Tell us what you think!

1. Avi

12/07/2010

Ritalin Helps, Concerta Helps More This article is completely true. We eliminated sugar from our kids diets and they calmed down. However, while ADD and ADHD is often misdiagnosed and is really just a sugar addiction, there are kids, like our older son who need ritalin. Changing the diets worked for 3 out of our 4 kids, but the fourth needed ritalin. Actually ritalin didn't work because when it would wear off he would crash. Concerta is a much better drug as it enters and leaves the system gently. It's more expensive but worth it. One last note, is that for us it was the combo of diet (no sugar) plus concerta, plus therapy and learning how to deal with impulse control that changed our son into a happy student. Just the drugs without therapy will not help.

2. Anonymous

12/07/2010

This article is completely true. We eliminated sugar from our kids diets and they calmed down. However, while ADD and ADHD is often misdiagnosed and is really just a sugar addiction, there are kids, like our older son who need ritalin. Changing the diets worked for 3 out of our 4 kids, but the fourth needed ritalin. Actually ritalin didn't work because when it would wear off he would crash. Concerta is a much better drug as it enters and leaves the system gently. It's more expensive but worth it.
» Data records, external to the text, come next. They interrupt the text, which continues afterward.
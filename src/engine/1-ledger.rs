//! # OptimisticLedger
//! The record of every state change that was applied locally before the
//! server confirmed it. Each entry has a bounded lifecycle: applied →
//! confirmed, rolled back, or retried under a fresh id. The ledger owns the
//! confirmation-timeout timers and the garbage collection of confirmed
//! entries; it persists pending and failed state so a reload does not lose
//! track of unconfirmed work.

use std::cell::RefCell;
use std::collections::{BTreeSet, HashMap};
use std::rc::Rc;

use chrono::{DateTime, Utc};
use serde::{Deserialize, Serialize};
use serde_json::Value;

use crate::error::{EngineError, SyncError};
use crate::events::{
    EngineEvent, FeedbackAction, FeedbackSeverity, ListenerKey, Listeners, UserFeedback,
};
use crate::platform::{KeyValueStore, TimerHandle, TimerHost};
use crate::EngineConfig;

const LEDGER_STORAGE_KEY: &str = "offbeat.ledger";

#[derive(Debug, Clone, Copy, PartialEq, Eq, Serialize, Deserialize)]
#[serde(rename_all = "lowercase")]
pub enum UpdateKind {
    Add,
    Update,
    Delete,
}

/// A local state mutation applied before server confirmation, rendered
/// immediately and reversible.
#[derive(Debug, Clone, Serialize, Deserialize)]
pub struct OptimisticUpdate {
    pub id: String,
    /// Logical domain the update belongs to ("favorites", "cart", ...);
    /// conflicts are grouped per section.
    pub section: String,
    #[serde(rename = "type")]
    pub kind: UpdateKind,
    /// The optimistic payload, rendered immediately.
    pub data: Value,
    /// Payload to restore on revert. Absent means "remove" on rollback.
    pub rollback_data: Option<Value>,
    pub confirmed: bool,
    pub timestamp: DateTime<Utc>,
    pub retry_count: u32,
    pub max_retries: u32,
}

#[derive(Debug, Clone, Serialize, Deserialize)]
pub struct ConfirmedUpdate {
    pub update: OptimisticUpdate,
    pub confirmed_at: DateTime<Utc>,
}

/// Terminal state retained for inspection; never re-attempted automatically.
#[derive(Debug, Clone, Serialize, Deserialize)]
pub struct FailedUpdate {
    pub update: OptimisticUpdate,
    pub reason: String,
    pub failed_at: DateTime<Utc>,
}

#[derive(Debug, Clone, Copy, PartialEq, Eq, Serialize, Deserialize)]
#[serde(rename_all = "snake_case")]
pub enum ConflictKind {
    ConcurrentUpdate,
}

/// Two or more unconfirmed updates targeting the same section at once. The
/// engine surfaces the conflict and resolution strategies rather than
/// silently reordering.
#[derive(Debug, Clone, Serialize, Deserialize)]
pub struct Conflict {
    pub section: String,
    pub kind: ConflictKind,
    pub updates: Vec<OptimisticUpdate>,
    /// Candidate resolutions, most recommended first. `server_wins` always
    /// leads: discard all but the most recently confirmed.
    pub strategies: Vec<ResolutionStrategy>,
}

#[derive(Debug, Clone, Copy, PartialEq, Eq, Serialize, Deserialize)]
#[serde(rename_all = "snake_case")]
pub enum ResolutionStrategy {
    ServerWins,
    LastWriteWins,
    Manual,
}

#[derive(Debug, Clone, Copy, PartialEq, Eq)]
pub struct LedgerStatus {
    /// Pending and not currently in flight at the scheduler.
    pub pending: usize,
    /// Pending with a sync attempt in flight.
    pub processing: usize,
    pub confirmed: usize,
    pub failed: usize,
    pub total_pending: usize,
    pub can_add_more: bool,
}

/// Persisted shape. Confirmed entries are transient display state and are
/// not worth carrying across reloads; pending and failed are.
#[derive(Debug, Default, Serialize, Deserialize)]
struct LedgerSnapshot {
    pending: Vec<OptimisticUpdate>,
    failed: Vec<FailedUpdate>,
}

struct ArmedTimer {
    epoch: u64,
    _handle: TimerHandle,
}

struct LedgerInner {
    config: EngineConfig,
    store: Rc<dyn KeyValueStore>,
    timers: Rc<dyn TimerHost>,
    listeners: Listeners,
    pending: Vec<OptimisticUpdate>,
    confirmed: Vec<ConfirmedUpdate>,
    failed: Vec<FailedUpdate>,
    in_flight: BTreeSet<String>,
    /// Ids learned from sibling tabs. Each tab persists only its own work,
    /// so these are filtered out of every snapshot; they also get no
    /// confirmation timer (only the originating tab owns the timeout).
    remote_ids: BTreeSet<String>,
    /// Confirmation-timeout timers keyed by update id. The epoch makes a
    /// late fire a no-op even if cancellation raced the callback.
    armed: HashMap<String, ArmedTimer>,
    epoch_counter: u64,
    gc_timer: Option<TimerHandle>,
    destroyed: bool,
}

impl LedgerInner {
    /// Best-effort persistence: a storage fault degrades to in-memory-only
    /// operation and is never surfaced to the caller.
    fn save(&self) {
        let snapshot = LedgerSnapshot {
            pending: self
                .pending
                .iter()
                .filter(|u| !self.remote_ids.contains(&u.id))
                .cloned()
                .collect(),
            failed: self
                .failed
                .iter()
                .filter(|f| !self.remote_ids.contains(&f.update.id))
                .cloned()
                .collect(),
        };
        match serde_json::to_string(&snapshot) {
            Ok(json) => {
                if let Err(e) = self.store.set(LEDGER_STORAGE_KEY, &json) {
                    log::warn!("ledger persistence unavailable: {e}");
                }
            }
            Err(e) => log::error!("failed to serialize ledger snapshot: {e}"),
        }
    }

    fn push_failed(&mut self, entry: FailedUpdate) {
        if self.failed.len() >= self.config.failed_history_limit {
            self.failed.remove(0);
        }
        self.failed.push(entry);
    }
}

/// Handle to the ledger. Cheap to clone; clones share state. All methods run
/// to completion on the single-threaded event loop, so bookkeeping needs no
/// locks.
#[derive(Clone)]
pub struct OptimisticLedger {
    inner: Rc<RefCell<LedgerInner>>,
}
#[test]
fn server_response_merges_into_confirmed_data() {
    let world = World::new(true);
    let tab = world.tab();
    tab.api
        .push(Ok(json!({"id": "srv-9", "syncedAt": "2026-08-30T00:00:00Z"})));
    tab.engine
        .apply_and_queue(
            "favorites",
            UpdateKind::Add,
            json!({"id": "tmp", "name": "espresso"}),
            None,
            "favorite_add",
        )
        .unwrap();
    world.run();

    let confirmed = tab.engine.ledger().confirmed_updates();
    assert_eq!(confirmed.len(), 1);
    let data = &confirmed[0].update.data;
    assert_eq!(data["id"], "srv-9");
    assert_eq!(data["name"], "espresso");
    assert_eq!(data["syncedAt"], "2026-08-30T00:00:00Z");
}

#[test]
fn scheduler_caps_concurrency_and_orders_by_priority() {
    let world = World::new(false);
    let tab = world.tab_with(
        EngineConfig {
            max_concurrent: 1,
            ..Default::default()
        },
        Rc::new(MemoryStore::new()),
    );
    let queue = tab.engine.queue();
    queue.queue_operation_with_priority("low_op", json!({}), None, Priority::Low);
    queue.queue_operation_with_priority("high_op", json!({}), None, Priority::High);
    queue.queue_operation_with_priority("normal_op", json!({}), None, Priority::Normal);

    world.connectivity.set_online(true);
    // One slot: the first drained request occupies it, the rest wait.
    assert_eq!(tab.engine.scheduler().in_flight(), 1);
    assert_eq!(tab.engine.scheduler().ready_len(), 2);

    world.run();
    // The waiting requests were picked by priority once the slot freed up.
    assert_eq!(tab.api.call_types(), vec!["low_op", "high_op", "normal_op"]);
    assert_eq!(tab.engine.operation_stats().completed, 3);
}

#[test]
fn retryable_failure_backs_off_then_succeeds() {
    let world = World::new(true);
    let tab = world.tab();
    tab.api.push(Err(SyncError::network("connection reset")));
    tab.api.push(Ok(json!({"ok": true})));
    let id = tab.engine.queue_operation("cart_add", json!({"sku": "b1"}));
    world.run();
    assert_eq!(tab.api.call_count(), 1);
    assert_eq!(tab.engine.operation_stats().syncing, 1);

    // Nothing new until the backoff delay elapses.
    world.run();
    assert_eq!(tab.api.call_count(), 1);

    world.timers.advance(Duration::from_secs(1));
    world.run();
    assert_eq!(tab.api.call_count(), 2);
    assert_eq!(tab.engine.operation_stats().completed, 1);
    let op = tab.engine.queue().operation(&id).unwrap();
    assert_eq!(op.retry_count, 1);
    assert_eq!(op.status, OperationStatus::Completed);
}

#[test]
fn server_rejection_fails_without_retry_and_surfaces_feedback() {
    let world = World::new(true);
    let tab = world.tab();
    let events = collect_events(&tab.engine);
    tab.api.push(Err(SyncError::rejected(422, "invalid favorite")));
    tab.engine
        .apply_and_queue(
            "favorites",
            UpdateKind::Add,
            json!({"name": ""}),
            None,
            "favorite_add",
        )
        .unwrap();
    world.run();
    world.timers.advance(Duration::from_secs(30));
    world.run();

    assert_eq!(tab.api.call_count(), 1);
    assert_eq!(tab.engine.operation_stats().failed, 1);
    assert_eq!(tab.engine.status().failed, 1);
    let feedback = events
        .borrow()
        .iter()
        .find_map(|e| match e {
            EngineEvent::UserFeedback(f) => Some(f.clone()),
            _ => None,
        })
        .expect("a final rollback surfaces user feedback");
    assert_eq!(feedback.severity, FeedbackSeverity::Error);
    assert!(!feedback.actions.is_empty());
}

#[test]
fn retry_budget_exhaustion_at_the_scheduler_is_terminal() {
    let world = World::new(true);
    // A confirmation timeout longer than the whole backoff ladder, so the
    // terminal outcome is the scheduler's, not the ledger timer's.
    let tab = world.tab_with(
        EngineConfig {
            confirmation_timeout: Duration::from_secs(300),
            ..Default::default()
        },
        Rc::new(MemoryStore::new()),
    );
    let events = collect_events(&tab.engine);
    for _ in 0..4 {
        tab.api.push(Err(SyncError::network("down")));
    }
    tab.engine
        .apply_and_queue(
            "cart",
            UpdateKind::Add,
            json!({"sku": "b1"}),
            None,
            "cart_add",
        )
        .unwrap();

    // Initial attempt plus three retries at 1s, 2s, 4s.
    world.run();
    for _ in 0..3 {
        world.timers.advance(Duration::from_secs(8));
        world.run();
    }

    assert_eq!(tab.api.call_count(), 4);
    assert_eq!(tab.engine.operation_stats().failed, 1);
    let terminal = events
        .borrow()
        .iter()
        .find_map(|e| match e {
            EngineEvent::RolledBack {
                error: Some(error), ..
            } => Some(error.clone()),
            _ => None,
        })
        .expect("exhausted budget rolls the update back");
    assert!(!terminal.retryable);
}

#[test]
fn storage_faults_degrade_to_memory_only() {
    let world = World::new(false);
    let tab = world.tab();
    tab.store.set_fail_writes(true);

    tab.engine
        .apply_update("cart", UpdateKind::Add, json!({"sku": "b1"}), None)
        .unwrap();
    tab.engine.queue_operation("cart_add", json!({"sku": "b1"}));

    assert_eq!(tab.engine.status().total_pending, 1);
    assert_eq!(tab.engine.operation_stats().pending, 1);
}

#[test]
fn corrupt_storage_yields_an_empty_engine() {
    let world = World::new(false);
    let store = Rc::new(MemoryStore::new());
    store.seed("offbeat.ledger", "{not json");
    store.seed("offbeat.queue", "[1, 2, oops");
    let tab = world.tab_with(EngineConfig::default(), store);

    assert_eq!(tab.engine.status().total_pending, 0);
    assert_eq!(tab.engine.operation_stats().total, 0);
}

#[test]
fn queued_work_survives_a_reload() {
    let world = World::new(false);
    let store = Rc::new(MemoryStore::new());
    {
        let tab = world.tab_with(EngineConfig::default(), store.clone());
        tab.engine
            .apply_and_queue(
                "cart",
                UpdateKind::Add,
                json!({"sku": "b1"}),
                None,
                "cart_add",
            )
            .unwrap();
        tab.engine.destroy();
    }

    let revived = world.tab_with(EngineConfig::default(), store);
    assert_eq!(revived.engine.status().total_pending, 1);
    assert_eq!(revived.engine.operation_stats().pending, 1);

    // The recovered work drains once we are back online.
    world.connectivity.set_online(true);
    world.run();
    assert_eq!(revived.api.call_count(), 1);
    assert_eq!(revived.engine.operation_stats().completed, 1);
}

#[test]
fn connectivity_callbacks_fire_on_transitions_only() {
    let world = World::new(true);
    let tab = world.tab();
    let ups = Rc::new(RefCell::new(0));
    let downs = Rc::new(RefCell::new(0));
    {
        let ups = ups.clone();
        tab.engine.queue().on_online(move || *ups.borrow_mut() += 1);
    }
    {
        let downs = downs.clone();
        tab.engine.queue().on_offline(move || *downs.borrow_mut() += 1);
    }

    world.connectivity.set_online(true); // no transition
    world.connectivity.set_online(false);
    world.connectivity.set_online(false); // no transition
    world.connectivity.set_online(true);
    assert_eq!(*ups.borrow(), 1);
    assert_eq!(*downs.borrow(), 1);
}

#[test]
fn sibling_tabs_converge_without_echo() {
    let world = World::new(false);
    let a = world.tab();
    let b = world.tab();
    a.engine.initialize(Some("user-1"));
    b.engine.initialize(Some("user-1"));

    let update = a
        .engine
        .apply_update("favorites", UpdateKind::Add, json!({"name": "a"}), None)
        .unwrap();

    // B ingested the update without re-broadcasting it.
    assert!(b
        .engine
        .ledger()
        .pending_updates()
        .iter()
        .any(|u| u.id == update.id));
    let echoed = world
        .hub
        .published_by(b.endpoint)
        .iter()
        .filter(|m| m.kind == MessageKind::Update)
        .count();
    assert_eq!(echoed, 0);

    // Confirmation converges the same way.
    a.engine.ledger().confirm(&update.id, Some(json!({"id": "srv-1"})));
    assert_eq!(b.engine.status().confirmed, 1);
    assert_eq!(b.engine.status().total_pending, 0);
}

#[test]
fn sibling_updates_never_reach_local_storage() {
    let world = World::new(false);
    let a = world.tab();
    let b = world.tab();
    a.engine.initialize(None);
    b.engine.initialize(None);

    let foreign = b
        .engine
        .apply_update("favorites", UpdateKind::Add, json!({"name": "b"}), None)
        .unwrap();
    // A now holds the foreign entry in memory; this local apply persists
    // A's ledger while it is there.
    let local = a
        .engine
        .apply_update("favorites", UpdateKind::Add, json!({"name": "a"}), None)
        .unwrap();
    assert_eq!(a.engine.status().total_pending, 2);

    use offbeat::platform::KeyValueStore;
    let snapshot = a.store.get("offbeat.ledger").unwrap();
    assert!(snapshot.contains(local.id.as_str()));
    assert!(!snapshot.contains(foreign.id.as_str()));

    // A reload revives only this tab's own work, so no confirmation timer
    // ever gets armed for the sibling's update.
    a.engine.destroy();
    let revived = world.tab_with(EngineConfig::default(), a.store.clone());
    let pending = revived.engine.ledger().pending_updates();
    assert_eq!(pending.len(), 1);
    assert_eq!(pending[0].id, local.id);
}

#[test]
fn operation_timestamps_follow_the_injected_clock() {
    let world = World::new(false);
    let tab = world.tab();
    use offbeat::platform::TimerHost;
    world.timers.advance(Duration::from_secs(40));

    let id = tab.engine.queue_operation("cart_add", json!({"sku": "b1"}));
    let op = tab.engine.queue().operation(&id).unwrap();
    assert_eq!(op.timestamp, world.timers.now());
}

#[test]
fn newcomer_tab_receives_a_pending_snapshot() {
    let world = World::new(false);
    let a = world.tab();
    a.engine.initialize(None);
    a.engine
        .apply_update("cart", UpdateKind::Add, json!({"sku": "b1"}), None)
        .unwrap();

    let b = world.tab();
    b.engine.initialize(None);

    assert_eq!(b.engine.status().total_pending, 1);
    assert_eq!(b.engine.cross_tab_info().active_tabs, 2);
    assert_eq!(a.engine.cross_tab_info().active_tabs, 2);
}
One last note, is that for us it was the combo of diet (no sugar) plus concerta, plus therapy and learning how to deal with impulse control that changed our son into a happy student. Just the drugs without therapy will not help.

3. Teacher and parent

12/07/2010

Mostly Agree However….. …Ritalin is very necessary for SOME children. There are children who can not function in the class even if they are on perfectly healthy diets and Ritalin keeps them in school and off the streets. I have seen Ritalin do WONDERS and have worked in a school catering to ADD and ADHD students that promoted healthy diets. Ritalin was essential to teaching these kids life's basics such as reading and writing. No parent WANTS to drug their child, but this is a BRACHA from Hashem that allows these kids to learn when it is actually needed. And, it always pays off to eat a healthy diet that cuts out the three whites: white flour, white sugar, and hormone laced dairy products.